Transcribe the stretch of entries below from the line with "watch session covering a single directory." through the line with "use std::path::PathBuf;", exactly and with both ends included; leave out all other lines.

* **DATA PROVIDED**
++++++++++++++++++++

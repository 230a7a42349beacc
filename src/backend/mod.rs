//! Backend seam over the OS change-notification primitive.
//!
//! The engine never talks to the operating system directly; it goes through
//! [`WatchBackend`] (open a session) and [`WatchHandle`] (register, wait,
//! drain, re-arm, close). Production code uses the notify-backed
//! [`NativeBackend`]; tests substitute a scripted implementation.

mod native;

pub use native::NativeBackend;

use std::path::{Path, PathBuf};
use std::sync::Arc;

use async_trait::async_trait;
use thiserror::Error;

use crate::error::WatchError;
use crate::event::EventKinds;

/// One raw event drained from a handle.
///
/// `path` is the context path as the OS reported it: absolute, or relative
/// to the registered directory. The engine resolves it before delivery.
#[derive(Debug, Clone)]
pub struct RawEvent {
    pub kind: notify::EventKind,
    pub path: PathBuf,
}

/// Why a blocking [`WatchHandle::take`] returned without a ready batch.
#[derive(Error, Debug)]
pub enum TakeError {
    /// The handle was closed. The sole clean-termination signal.
    #[error("watch handle closed")]
    Closed,

    /// Transient failure; the loop logs it and waits again.
    #[error("watch backend error: {0}")]
    Backend(String),
}

/// Factory for watch sessions.
pub trait WatchBackend: Send + Sync {
    /// Open a fresh handle, not yet registered to any directory.
    fn open(&self) -> Result<Arc<dyn WatchHandle>, WatchError>;
}

/// One live watch session covering a single directory.
///
/// All methods take `&self`; implementations synchronize internally so the
/// registry can close a handle while its loop is blocked in `take`.
#[async_trait]
pub trait WatchHandle: Send + Sync {
    /// Register a directory for exactly the given kinds.
    ///
    /// Called once per handle, before the loop starts.
    fn register(&self, path: &Path, kinds: EventKinds) -> Result<(), WatchError>;

    /// Block until at least one event batch is ready or the handle closes.
    async fn take(&self) -> Result<(), TakeError>;

    /// Drain every pending event, in delivery order.
    fn poll_events(&self) -> Vec<RawEvent>;

    /// Re-arm the session after a drained batch.
    ///
    /// Returns false when the session cannot observe further events (the
    /// directory is gone, or the handle is closed); the loop treats that as
    /// terminal.
    fn rearm(&self) -> bool;

    /// Close the session, unblocking any pending `take`. Idempotent.
    fn close(&self);
}
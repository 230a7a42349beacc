//! Error types for watch operations.

use std::path::PathBuf;
use thiserror::Error;

/// Errors surfaced by watch registration.
///
/// Once a loop is running, its failures are handled internally (logged and
/// retried, or terminal for that loop alone) and never reach the caller.
#[derive(Error, Debug)]
pub enum WatchError {
    #[error("Failed to initialize watch backend: {reason}")]
    InitFailed { reason: String },

    #[error("Cannot watch path {path}: {reason}")]
    PathWatchFailed { path: PathBuf, reason: String },
}

impl From<notify::Error> for WatchError {
    fn from(e: notify::Error) -> Self {
        WatchError::InitFailed {
            reason: e.to_string(),
        }
    }
}
//! Asynchronous file-system change notifications.
//!
//! Register interest in create/modify/delete events under a path, optionally
//! recursing into subdirectories, and receive translated notifications
//! through a callback. One OS watch handle per watched directory, one
//! independent event loop per handle, and a shared registry that lets all
//! outstanding handles be bulk-closed.
//!
//! # Architecture
//!
//! ```text
//! DirWatcher::watch(path, kinds, listener, recurse)
//!       |
//!       | one handle + one loop task per directory
//!       v
//! WatchBackend::open() -> WatchHandle      HandleRegistry
//!       |  register / take / poll / rearm        ^
//!       v                                        | enqueue on creation,
//! run_loop: translate kinds, resolve paths,      | drain on close_all
//!           invoke listener                      |
//! ```
//!
//! # Example
//!
//! ```no_run
//! use dirwatch::{DirWatcher, EventKinds, Settings};
//! use std::path::Path;
//!
//! # async fn demo() -> Result<(), dirwatch::WatchError> {
//! let watcher = DirWatcher::new(&Settings::default());
//! watcher.watch(
//!     Path::new("/tmp/x"),
//!     EventKinds::CREATE | EventKinds::DELETE,
//!     |notification| println!("{notification:?}"),
//!     false,
//! )?;
//! // ... later
//! watcher.close_all().await;
//! # Ok(())
//! # }
//! ```

pub mod backend;
pub mod config;
pub mod engine;
pub mod error;
pub mod event;
pub mod logging;
pub mod registry;

pub use backend::{NativeBackend, RawEvent, TakeError, WatchBackend, WatchHandle};
pub use config::{LoggingConfig, Settings, WatchConfig};
pub use engine::{DirWatcher, Listener, WatchRequest};
pub use error::WatchError;
pub use event::{EventKind, EventKinds, Notification};
pub use registry::{HandleRegistry, WatchId};
//! Production backend wrapping `notify::RecommendedWatcher`.

use std::collections::VecDeque;
use std::path::{Path, PathBuf};
use std::sync::Arc;
use std::sync::atomic::{AtomicBool, Ordering};
use std::time::Duration;

use async_trait::async_trait;
use notify::{RecursiveMode, Watcher};
use parking_lot::Mutex;
use tokio::sync::mpsc;

use super::{RawEvent, TakeError, WatchBackend, WatchHandle};
use crate::config::WatchConfig;
use crate::error::WatchError;
use crate::event::{EventKind, EventKinds};

/// Opens watch sessions backed by the platform notify implementation.
pub struct NativeBackend {
    config: WatchConfig,
}

impl NativeBackend {
    pub fn new(config: WatchConfig) -> Self {
        Self { config }
    }
}

impl WatchBackend for NativeBackend {
    fn open(&self) -> Result<Arc<dyn WatchHandle>, WatchError> {
        let (tx, rx) = mpsc::channel(self.config.channel_capacity);

        // Poll interval is a sensitivity hint; it only matters on platforms
        // where notify falls back to polling.
        let notify_config = notify::Config::default()
            .with_poll_interval(Duration::from_millis(self.config.poll_interval_ms));

        let watcher = notify::RecommendedWatcher::new(
            move |res: notify::Result<notify::Event>| {
                // A full queue is treated like an OS buffer overflow: the
                // event is dropped. Blocking here would stall notify's
                // callback thread.
                let _ = tx.try_send(res);
            },
            notify_config,
        )?;

        Ok(Arc::new(NativeHandle {
            watcher: Mutex::new(Some(watcher)),
            event_rx: tokio::sync::Mutex::new(rx),
            pending: Mutex::new(VecDeque::new()),
            registration: Mutex::new(None),
            closed: AtomicBool::new(false),
        }))
    }
}

struct Registration {
    path: PathBuf,
    kinds: EventKinds,
}

/// One `RecommendedWatcher` session covering a single directory.
///
/// Closing drops the inner watcher, which tears down the OS watch and the
/// sender half of the event channel; a pending `take` then observes the
/// closed condition.
struct NativeHandle {
    watcher: Mutex<Option<notify::RecommendedWatcher>>,
    event_rx: tokio::sync::Mutex<mpsc::Receiver<notify::Result<notify::Event>>>,
    pending: Mutex<VecDeque<RawEvent>>,
    registration: Mutex<Option<Registration>>,
    closed: AtomicBool,
}

impl NativeHandle {
    /// Queue the per-path raw events of one notify event, applying the
    /// registered interest set the way the OS would: unrequested kinds are
    /// dropped, unmapped kinds pass through as overflow.
    fn buffer(&self, event: notify::Event) {
        let admitted = match self.registration.lock().as_ref() {
            Some(reg) => reg.kinds.admits(EventKind::from_native(event.kind)),
            None => false,
        };
        if !admitted {
            return;
        }

        let mut pending = self.pending.lock();
        for path in event.paths {
            pending.push_back(RawEvent {
                kind: event.kind,
                path,
            });
        }
    }
}

#[async_trait]
impl WatchHandle for NativeHandle {
    fn register(&self, path: &Path, kinds: EventKinds) -> Result<(), WatchError> {
        let mut watcher = self.watcher.lock();
        let watcher = watcher.as_mut().ok_or_else(|| WatchError::PathWatchFailed {
            path: path.to_path_buf(),
            reason: "handle already closed".to_string(),
        })?;

        watcher
            .watch(path, RecursiveMode::NonRecursive)
            .map_err(|e| WatchError::PathWatchFailed {
                path: path.to_path_buf(),
                reason: e.to_string(),
            })?;

        *self.registration.lock() = Some(Registration {
            path: path.to_path_buf(),
            kinds,
        });
        Ok(())
    }

    async fn take(&self) -> Result<(), TakeError> {
        if self.closed.load(Ordering::Acquire) {
            return Err(TakeError::Closed);
        }
        // Leftovers from a previous batch count as a ready batch.
        if !self.pending.lock().is_empty() {
            return Ok(());
        }

        let mut rx = self.event_rx.lock().await;
        match rx.recv().await {
            None => Err(TakeError::Closed),
            Some(Ok(event)) => {
                self.buffer(event);
                Ok(())
            }
            Some(Err(e)) => Err(TakeError::Backend(e.to_string())),
        }
    }

    fn poll_events(&self) -> Vec<RawEvent> {
        // Fold in anything else notify has already queued so the batch
        // reflects everything delivered so far.
        if let Ok(mut rx) = self.event_rx.try_lock() {
            while let Ok(res) = rx.try_recv() {
                match res {
                    Ok(event) => self.buffer(event),
                    Err(e) => tracing::debug!("[watch] dropping queued notify error: {e}"),
                }
            }
        }

        self.pending.lock().drain(..).collect()
    }

    fn rearm(&self) -> bool {
        if self.closed.load(Ordering::Acquire) || self.watcher.lock().is_none() {
            return false;
        }
        // notify keeps a watch armed between batches, so re-arming reduces
        // to "is this session still viable": the registered directory must
        // still exist.
        self.registration
            .lock()
            .as_ref()
            .map(|reg| reg.path.exists())
            .unwrap_or(false)
    }

    fn close(&self) {
        self.closed.store(true, Ordering::Release);
        // Dropping the watcher tears down the OS watch and the sender half
        // of the channel, unblocking a pending take.
        self.watcher.lock().take();
    }
}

++++++++++++++++++++

* **EXERCISE RESULT**
/// One live watch session covering a single directory.
///
/// All methods take `&self`; implementations synchronize internally so the
/// registry can close a handle while its loop is blocked in `take`.
#[async_trait]
pub trait WatchHandle: Send + Sync {
    /// Register a directory for exactly the given kinds.
    ///
    /// Called once per handle, before the loop starts.
    fn register(&self, path: &Path, kinds: EventKinds) -> Result<(), WatchError>;

    /// Block until at least one event batch is ready or the handle closes.
    async fn take(&self) -> Result<(), TakeError>;

    /// Drain every pending event, in delivery order.
    fn poll_events(&self) -> Vec<RawEvent>;

    /// Re-arm the session after a drained batch.
    ///
    /// Returns false when the session cannot observe further events (the
    /// directory is gone, or the handle is closed); the loop treats that as
    /// terminal.
    fn rearm(&self) -> bool;

    /// Close the session, unblocking any pending `take`. Idempotent.
    fn close(&self);
}
repository 230a7a42349beacc
//! Error types for watch operations.

use std::path::PathBuf;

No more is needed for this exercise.